Data records below:

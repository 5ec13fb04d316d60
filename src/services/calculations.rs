// src/services/calculations.rs
use log::debug;
use crate::models::{Metrics, RawInputs};

pub const ZERO_METRIC: &str = "0.00";

const CTR_SCALE: f64 = 100.0;
const CPM_SCALE: f64 = 1000.0;

/// Coerce user-entered text into a number. Anything that is not plain decimal
/// notation (optionally signed, optionally with an exponent) becomes 0.
pub fn parse_or_zero(raw: &str) -> f64 {
    let trimmed = raw.trim();
    if trimmed.is_empty() {
        return 0.0;
    }

    // f64::from_str also accepts "inf" and "NaN"
    if trimmed
        .chars()
        .any(|c| c.is_alphabetic() && c != 'e' && c != 'E')
    {
        debug!("Non-numeric input {:?} coerced to 0", raw);
        return 0.0;
    }

    match trimmed.parse::<f64>() {
        Ok(value) if value.is_finite() => value,
        _ => {
            debug!("Non-numeric input {:?} coerced to 0", raw);
            0.0
        }
    }
}

/// Format with exactly two fractional digits, rounding exact ties away from
/// zero. Non-finite values render as "0.00".
pub fn format_fixed(value: f64) -> String {
    if !value.is_finite() {
        return ZERO_METRIC.to_string();
    }

    // Only multiples of 1/8 with an odd numerator sit exactly on x.xx5.
    // std formatting rounds those half-to-even, so handle them here.
    let eighths = value.abs() * 8.0;
    if eighths.fract() == 0.0 && eighths % 2.0 == 1.0 {
        let n = eighths as u64;
        let cents = (25 * n + 1) / 2;
        let sign = if value < 0.0 { "-" } else { "" };
        return format!("{}{}.{:02}", sign, cents / 100, cents % 100);
    }

    format!("{:.2}", value)
}

fn guarded_ratio(numerator: f64, denominator: f64, scale: f64) -> String {
    if numerator != 0.0 && denominator != 0.0 {
        format_fixed((numerator / denominator) * scale)
    } else {
        ZERO_METRIC.to_string()
    }
}

pub fn calculate_cpc(budget: f64, clicks: f64) -> String {
    guarded_ratio(budget, clicks, 1.0)
}

pub fn calculate_ctr(clicks: f64, impressions: f64) -> String {
    guarded_ratio(clicks, impressions, CTR_SCALE)
}

pub fn calculate_cpm(budget: f64, impressions: f64) -> String {
    guarded_ratio(budget, impressions, CPM_SCALE)
}

/// Compute CPC, CTR and CPM from raw text. Never fails: a zero or
/// non-numeric operand turns only the affected metric into "0.00".
pub fn compute_metrics(budget: &str, clicks: &str, impressions: &str) -> Metrics {
    let budget = parse_or_zero(budget);
    let clicks = parse_or_zero(clicks);
    let impressions = parse_or_zero(impressions);

    Metrics {
        cpc: calculate_cpc(budget, clicks),
        ctr: calculate_ctr(clicks, impressions),
        cpm: calculate_cpm(budget, impressions),
    }
}

pub fn compute_from_inputs(inputs: &RawInputs) -> Metrics {
    compute_metrics(&inputs.budget, &inputs.clicks, &inputs.impressions)
}
// src/services/mod.rs
pub mod calculations;
pub mod form;
pub mod page;
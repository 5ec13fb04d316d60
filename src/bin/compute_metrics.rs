// src/bin/compute_metrics.rs
use ad_metrics_calculator::models::RawInputs;
use ad_metrics_calculator::services::page::{metrics_response, optimization_tips};
use dotenv::dotenv;
use std::env;

// Usage: compute_metrics [budget] [clicks] [impressions]
//        compute_metrics budget=1000 impressions=10000 ...
fn main() {
    dotenv().ok();
    env_logger::init();

    let inputs = RawInputs::from_args(env::args().skip(1));

    let response = metrics_response(inputs);
    for card in &response.cards {
        println!("{:<26} {}", card.title, card.display);
    }

    let tips = optimization_tips();
    println!();
    println!("{}:", tips.heading);
    for tip in &tips.tips {
        println!("  - {}", tip);
    }
}
// src/handlers/metrics.rs
use warp::reply::Json;
use warp::Rejection;
use log::{debug, info};
use crate::models::RawInputs;
use crate::services::page::metrics_response;

fn respond(inputs: RawInputs) -> Json {
    let response = metrics_response(inputs);
    debug!("Computed metrics: {:?}", response.metrics);
    warp::reply::json(&response)
}

pub async fn get_metrics(inputs: RawInputs) -> Result<Json, Rejection> {
    info!("Handling GET metrics request");
    Ok(respond(inputs))
}

pub async fn post_metrics(inputs: RawInputs) -> Result<Json, Rejection> {
    info!("Handling POST metrics request");
    Ok(respond(inputs))
}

End of Data records.

## Exercise details
Make a faithful copy of every record above.

## Solution
repository 5ec13fb04d316d60
filename src/services/calculations.rs
// src/services/calculations.rs
use log::debug;
use crate::models::{Metrics, RawInputs};

pub const ZERO_METRIC: &str = "0.00";

const CTR_SCALE: f64 = 100.0;
const CPM_SCALE: f64 = 1000.0;

/// Coerce user-entered text into a number. Anything that is not plain decimal
/// notation (optionally signed, optionally with an exponent) becomes 0.
pub fn parse_or_zero(raw: &str) -> f64 {
    let trimmed = raw.trim();
    if trimmed.is_empty() {
        return 0.0;
    }

    // f64::from_str also accepts "inf" and "NaN"
    if trimmed
        .chars()
        .any(|c| c.is_alphabetic() && c != 'e' && c != 'E')
    {
        debug!("Non-numeric input {:?} coerced to 0", raw);
        return 0.0;
    }

    match trimmed.parse::<f64>() {
        Ok(value) if value.is_finite() => value,
        _ => {
            debug!("Non-numeric input {:?} coerced to 0", raw);
            0.0
        }
    }
}

/// Format with exactly two fractional digits, rounding exact ties away from
/// zero. Non-finite values render as "0.00".
pub fn format_fixed(value: f64) -> String {
    if !value.is_finite() {
        return ZERO_METRIC.to_string();
    }

    // Only multiples of 1/8 with an odd numerator sit exactly on x.xx5.
    // std formatting rounds those half-to-even, so handle them here.
    let eighths = value.abs() * 8.0;
    if eighths.fract() == 0.0 && eighths % 2.0 == 1.0 {
        let n = eighths as u64;
        let cents = (25 * n + 1) / 2;
        let sign = if value < 0.0 { "-" } else { "" };
        return format!("{}{}.{:02}", sign, cents / 100, cents % 100);
    }

    format!("{:.2}", value)
}

fn guarded_ratio(numerator: f64, denominator: f64, scale: f64) -> String {
    if numerator != 0.0 && denominator != 0.0 {
        format_fixed((numerator / denominator) * scale)
    } else {
        ZERO_METRIC.to_string()
    }
}

pub fn calculate_cpc(budget: f64, clicks: f64) -> String {
    guarded_ratio(budget, clicks, 1.0)
}

pub fn calculate_ctr(clicks: f64, impressions: f64) -> String {
    guarded_ratio(clicks, impressions, CTR_SCALE)
}

pub fn calculate_cpm(budget: f64, impressions: f64) -> String {
    guarded_ratio(budget, impressions, CPM_SCALE)
}

/// Compute CPC, CTR and CPM from raw text. Never fails: a zero or
/// non-numeric operand turns only the affected metric into "0.00".
pub fn compute_metrics(budget: &str, clicks: &str, impressions: &str) -> Metrics {
    let budget = parse_or_zero(budget);
    let clicks = parse_or_zero(clicks);
    let impressions = parse_or_zero(impressions);

    Metrics {
        cpc: calculate_cpc(budget, clicks),
        ctr: calculate_ctr(clicks, impressions),
        cpm: calculate_cpm(budget, impressions),
    }
}

pub fn compute_from_inputs(inputs: &RawInputs) -> Metrics {
    compute_metrics(&inputs.budget, &inputs.clicks, &inputs.impressions)
}
// src/services/mod.rs
pub mod calculations;
pub mod form;
pub mod page;
repository 5ec13fb04d316d60
filename src/bin/compute_metrics.rs
// src/bin/compute_metrics.rs
use ad_metrics_calculator::models::RawInputs;
use ad_metrics_calculator::services::page::{metrics_response, optimization_tips};
use dotenv::dotenv;
use std::env;

// Usage: compute_metrics [budget] [clicks] [impressions]
//        compute_metrics budget=1000 impressions=10000 ...
fn main() {
    dotenv().ok();
    env_logger::init();

    let inputs = RawInputs::from_args(env::args().skip(1));

    let response = metrics_response(inputs);
    for card in &response.cards {
        println!("{:<26} {}", card.title, card.display);
    }

    let tips = optimization_tips();
    println!();
    println!("{}:", tips.heading);
    for tip in &tips.tips {
        println!("  - {}", tip);
    }
}
// src/handlers/metrics.rs
use warp::reply::Json;
use warp::Rejection;
use log::{debug, info};
use crate::models::RawInputs;
use crate::services::page::metrics_response;

fn respond(inputs: RawInputs) -> Json {
    let response = metrics_response(inputs);
    debug!("Computed metrics: {:?}", response.metrics);
    warp::reply::json(&response)
}

pub async fn get_metrics(inputs: RawInputs) -> Result<Json, Rejection> {
    info!("Handling GET metrics request");
    Ok(respond(inputs))
}

pub async fn post_metrics(inputs: RawInputs) -> Result<Json, Rejection> {
    info!("Handling POST metrics request");
    Ok(respond(inputs))
}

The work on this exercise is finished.